Mereka adalah pemenang dalam sebuah ‘game’ yang bertemakan ‘the winner takes all ’. Layak mendapatkan ‘award khusus’ Bank Dunia atas prestasi mereka.

Atas keberhasil mereka membuat seluruh petinggi negara membiarkan mereka menjalankan ‘usaha TAK-TAK terbatas’. Maka ketika Bank Dunia mengalihkan nilai capaian prestasi bukan ke mereka tapi kepada negara, bisa jadi malah merupakan pelecehan.

Karena dengan demikian Bank Dunia menyatakan bahwa negara (secara ekonomi) sebenarnya adalah mereka.

Makanya, ketika Pak Presiden meminta rakyat Indonesia bersyukur atas ‘Indonesia naik kelas’ versi Bank Dunia, sebagai warga negara yang mematuhi anjuran Presiden, saya pun turut melakukannya.

Walau dengan setengah hati, saya lakukan sepanjang hari hingga menembus dinginnya malam. Hanya saja ketika matahari pagi membangunkan saya, yang terbangunkan bukan hanya fisik semata, tetapi kesadaran dan sikap kritis saya ikut terbangunkan dan langsung menggeliat.

Saya bangun dan langsung berjalan pagi menuju arah belakang rumah. Sebuah area perkampungan semi kumuh. Di area ini tinggal puluhan warga miskin Ibukota.

Juga di area tak jauh dari situ masih terdapat ratusan rumah yang berpenampilan sama, wajah perkampungan miskin kota.

Hampir semua rumahtangga mereka berada dalam kondisi keterpurukan ekonomi dihantam pandemik Covid-19.

Mereka hidup dalam keprihatinan dan kesusahan yang serius. Dihadapkan pada realita ini, saya pun terpaksa menilai bahwa penilaian Bank Dunia menjadi tak lebih dari sekadar hiburan yang sama sekali tidak lucu.

Di mata saya, para penghuni perkampungan kumuh, mereka bukan sekadar kumpulan angka, tapi kumpulan manusia. Yang kualitas hidupnya tidak cukup diwakili oleh angka-angka yang jauh dari realita dirinya.

Mereka adalah mahluk hidup yang memang tak mungkin terlihat oleh mata yang melulu mementingkan tumpukan angka-angka sebagai realita gambaran dunia nyata.

Mereka menjadikan angka-angka sebagai berhala yang mereka puja dan sembah. Apalagi bila angka-angka itu diproduksi oleh ‘klenteng agung’ keuangan dunia (Bank Dunia-IMF).

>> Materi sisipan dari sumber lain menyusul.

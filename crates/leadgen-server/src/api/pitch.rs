use axum::{extract::State, Extension, Json};
use leadgen_core::{Lead, ServiceId};
use leadgen_extract::{pitch_service, Pitch};
use serde::Deserialize;

use crate::middleware::RequestId;

use super::{map_extraction_error, map_store_error, ApiError, ApiResponse, AppState};

#[derive(Debug, Deserialize)]
pub(super) struct PitchRequest {
    lead: Lead,
    /// Defaults to the lead's recommended service.
    service_id: Option<ServiceId>,
}

pub(super) async fn generate_pitch(
    State(state): State<AppState>,
    Extension(req_id): Extension<RequestId>,
    Json(body): Json<PitchRequest>,
) -> Result<Json<ApiResponse<Pitch>>, ApiError> {
    let Some(offer) = pitch_service(&state.catalog, &body.lead, body.service_id) else {
        let id = body.service_id.unwrap_or(body.lead.recommended_service);
        return Err(ApiError::new(
            req_id.0,
            "not_found",
            format!("service '{id}' is not in the catalog"),
        ));
    };

    let settings = state
        .settings()
        .map_err(|e| map_store_error(req_id.0.clone(), &e))?;

    let pitch = state
        .pitch
        .generate_pitch(&settings, offer, &body.lead)
        .await
        .map_err(|e| map_extraction_error(req_id.0.clone(), &e))?;

    Ok(ApiResponse::new(req_id.0, pitch))
}
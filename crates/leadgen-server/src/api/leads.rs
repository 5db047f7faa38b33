use axum::{
    extract::State,
    http::header,
    response::{IntoResponse, Response},
    Extension, Json,
};
use leadgen_core::{Lead, SearchParams, StoreError, LEAD_COUNTS};
use leadgen_extract::{extract_leads, leads_to_csv};
use serde::{Deserialize, Serialize};

use crate::middleware::RequestId;

use super::{
    map_core_error, map_extraction_error, map_store_error, ApiError, ApiResponse, AppState,
};

#[derive(Debug, Deserialize)]
pub(super) struct SearchRequest {
    niche: String,
    location: String,
    count: Option<u32>,
}

#[derive(Debug, Serialize)]
pub(super) struct SearchResult {
    /// `None` when the search could not be saved to history.
    history_id: Option<String>,
    niche: String,
    location: String,
    count: u32,
    leads: Vec<Lead>,
}

#[derive(Debug, Deserialize)]
pub(super) struct ExportRequest {
    leads: Vec<Lead>,
    niche: Option<String>,
    location: Option<String>,
}

pub(super) async fn search_leads(
    State(state): State<AppState>,
    Extension(req_id): Extension<RequestId>,
    Json(body): Json<SearchRequest>,
) -> Result<Json<ApiResponse<SearchResult>>, ApiError> {
    let params = SearchParams::new(
        &body.niche,
        &body.location,
        body.count.unwrap_or(LEAD_COUNTS[0]),
    )
    .map_err(|e| map_core_error(req_id.0.clone(), &e))?;

    let settings = state
        .settings()
        .map_err(|e| map_store_error(req_id.0.clone(), &e))?;

    let leads = extract_leads(
        state.gemini.as_ref(),
        &settings.gemini_key,
        &params,
        state.config.extraction_temperature,
        None,
    )
    .await
    .map_err(|e| map_extraction_error(req_id.0.clone(), &e))?;

    let history_id = match record_search(&state, &params, &leads).await {
        Ok(id) => Some(id),
        Err(e) => {
            tracing::warn!(error = %e, niche = %params.niche, "search not saved to history");
            None
        }
    };

    Ok(ApiResponse::new(
        req_id.0,
        SearchResult {
            history_id,
            niche: params.niche,
            location: params.location,
            count: params.count,
            leads,
        },
    ))
}

async fn record_search(
    state: &AppState,
    params: &SearchParams,
    leads: &[Lead],
) -> Result<String, StoreError> {
    let _guard = state.history_lock.lock().await;
    let mut history = state.history()?;
    let id = history.record(params.clone(), leads.to_vec()).id.clone();
    history.save(state.store.as_ref())?;
    Ok(id)
}

pub(super) async fn export_leads(
    Extension(req_id): Extension<RequestId>,
    Json(body): Json<ExportRequest>,
) -> Result<Response, ApiError> {
    if body.leads.is_empty() {
        return Err(ApiError::new(
            req_id.0,
            "validation_error",
            "no leads to export",
        ));
    }

    let filename = format!(
        "{}.csv",
        export_stem(body.niche.as_deref(), body.location.as_deref())
    );
    tracing::info!(leads = body.leads.len(), filename = %filename, "exporting leads");

    Ok((
        [
            (header::CONTENT_TYPE, "text/csv; charset=utf-8".to_string()),
            (
                header::CONTENT_DISPOSITION,
                format!("attachment; filename=\"{filename}\""),
            ),
        ],
        leads_to_csv(&body.leads),
    )
        .into_response())
}

/// `leads-{niche}-{location}` when both are given, else `leads`.
fn export_stem(niche: Option<&str>, location: Option<&str>) -> String {
    let stem = match (niche, location) {
        (Some(niche), Some(location)) => SearchParams::new(niche, location, LEAD_COUNTS[0])
            .map_or_else(|_| "leads".to_string(), |p| p.export_stem()),
        _ => "leads".to_string(),
    };
    stem.chars()
        .filter(|c| *c != '"' && !c.is_control())
        .collect()
}

#[cfg(test)]
mod tests {
    use super::*;

    #[test]
    fn export_stem_uses_search_terms_when_present() {
        assert_eq!(
            export_stem(Some("Plumber"), Some("Austin TX")),
            "leads-plumber-austin-tx"
        );
        assert_eq!(export_stem(Some("Plumber"), None), "leads");
        assert_eq!(export_stem(Some("  "), Some("Austin")), "leads");
    }

    #[test]
    fn export_stem_strips_quotes() {
        assert_eq!(
            export_stem(Some("\"Best\" Plumber"), Some("Austin")),
            "leads-best-plumber-austin"
        );
    }
}
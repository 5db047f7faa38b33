//! Recent searches, newest first.

use chrono::{DateTime, Utc};
use serde::{Deserialize, Serialize};

use crate::leads::Lead;
use crate::search::SearchParams;
use crate::store::KeyValueStore;
use crate::StoreError;

/// Store key the history is persisted under.
pub const HISTORY_KEY: &str = "leadgen_history";

pub const DEFAULT_HISTORY_LIMIT: usize = 20;

#[derive(Debug, Clone, PartialEq, Serialize, Deserialize)]
#[serde(rename_all = "camelCase")]
pub struct HistoryItem {
    pub id: String,
    pub created_at: DateTime<Utc>,
    #[serde(flatten)]
    pub params: SearchParams,
    pub leads: Vec<Lead>,
}

#[derive(Debug, Clone)]
pub struct SearchHistory {
    items: Vec<HistoryItem>,
    limit: usize,
}

impl SearchHistory {
    /// An empty history holding at most `limit` items (at least one).
    #[must_use]
    pub fn new(limit: usize) -> Self {
        Self {
            items: Vec::new(),
            limit: limit.max(1),
        }
    }

    #[must_use]
    pub fn items(&self) -> &[HistoryItem] {
        &self.items
    }

    #[must_use]
    pub fn len(&self) -> usize {
        self.items.len()
    }

    #[must_use]
    pub fn is_empty(&self) -> bool {
        self.items.is_empty()
    }

    /// Records a completed search at the front, dropping the oldest entries
    /// beyond the limit.
    pub fn record(&mut self, params: SearchParams, leads: Vec<Lead>) -> &HistoryItem {
        let item = HistoryItem {
            id: uuid::Uuid::new_v4().to_string(),
            created_at: Utc::now(),
            params,
            leads,
        };
        self.items.insert(0, item);
        self.items.truncate(self.limit);
        &self.items[0]
    }

    #[must_use]
    pub fn find(&self, id: &str) -> Option<&HistoryItem> {
        self.items.iter().find(|item| item.id == id)
    }

    pub fn clear(&mut self) {
        self.items.clear();
    }

    /// Loads the persisted history. A missing or unreadable entry yields an
    /// empty history.
    ///
    /// # Errors
    ///
    /// Returns [`StoreError`] if the store itself fails.
    pub fn load(store: &dyn KeyValueStore, limit: usize) -> Result<Self, StoreError> {
        let mut history = Self::new(limit);
        let Some(raw) = store.get(HISTORY_KEY)? else {
            return Ok(history);
        };
        match serde_json::from_str::<Vec<HistoryItem>>(&raw) {
            Ok(mut items) => {
                items.truncate(history.limit);
                history.items = items;
            }
            Err(e) => {
                tracing::warn!(error = %e, "failed to parse stored history; starting empty");
            }
        }
        Ok(history)
    }

    /// # Errors
    ///
    /// Returns [`StoreError`] if serialization or the store write fails.
    pub fn save(&self, store: &dyn KeyValueStore) -> Result<(), StoreError> {
        let raw = serde_json::to_string(&self.items).map_err(|e| StoreError::Serialize {
            key: HISTORY_KEY.to_string(),
            source: e,
        })?;
        store.set(HISTORY_KEY, &raw)
    }
}

impl Default for SearchHistory {
    fn default() -> Self {
        Self::new(DEFAULT_HISTORY_LIMIT)
    }
}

Para biksu di ‘klenteng lokal’ pun sigap menyuruh umat untuk melakukan pemujaan dan penyembahan. Dengan iming-iming hidup akan lebih sejahtera dan jauh dari kemiskinan.

Sementara dalam realita kehidupan sehari-hari, mereka seharian menguras keringat mencari nafkah dengan  zero penghasilan, terkena dampak pandemik Corona Covid-19.

Ditambah lagi beban ketakutan terancam kehilangan pekerjaan. Mereka nyaris sepenuhnya kehilangan daya gerak. Torehan angka kenaikan income negara versi Bank Dunia, tak ada korelasi sama sekali dengan kehidupan mereka.

Karena dalam realita, penghasilan mereka belakangan ini terus merosot melaju turun dengan sangat memprihatinkan.

Kalau toh atas ucapan saya ini, Sri Mulyani  datang mengusung sejumlah data penuh angka, saya hanya bisa mengatakan …maaf Ibu Menkeu, saya tak mampu membohongi mata saya. Termasuk mata hati, mata batin, dan pikiran. Dihadapkan realita semua ini, bagaimana saya harus bersyukur?

Ironisnya, dalam keadaan rakyat serba minus ini, masih saja ada petinggi negara yang lantang bersuara; kami pro rakyat, jalan ini sudah benar dan pro rakyat, partaiku pro rakyat, mati hidupku untuk rakyat! Tapi kenyataannya, apa yang terjadi ?

Semua berjalan dan dijalankan atas nama pro kemajuan dan pro peningkatan status perekonomian negara, minus kesejahteraan rakyat.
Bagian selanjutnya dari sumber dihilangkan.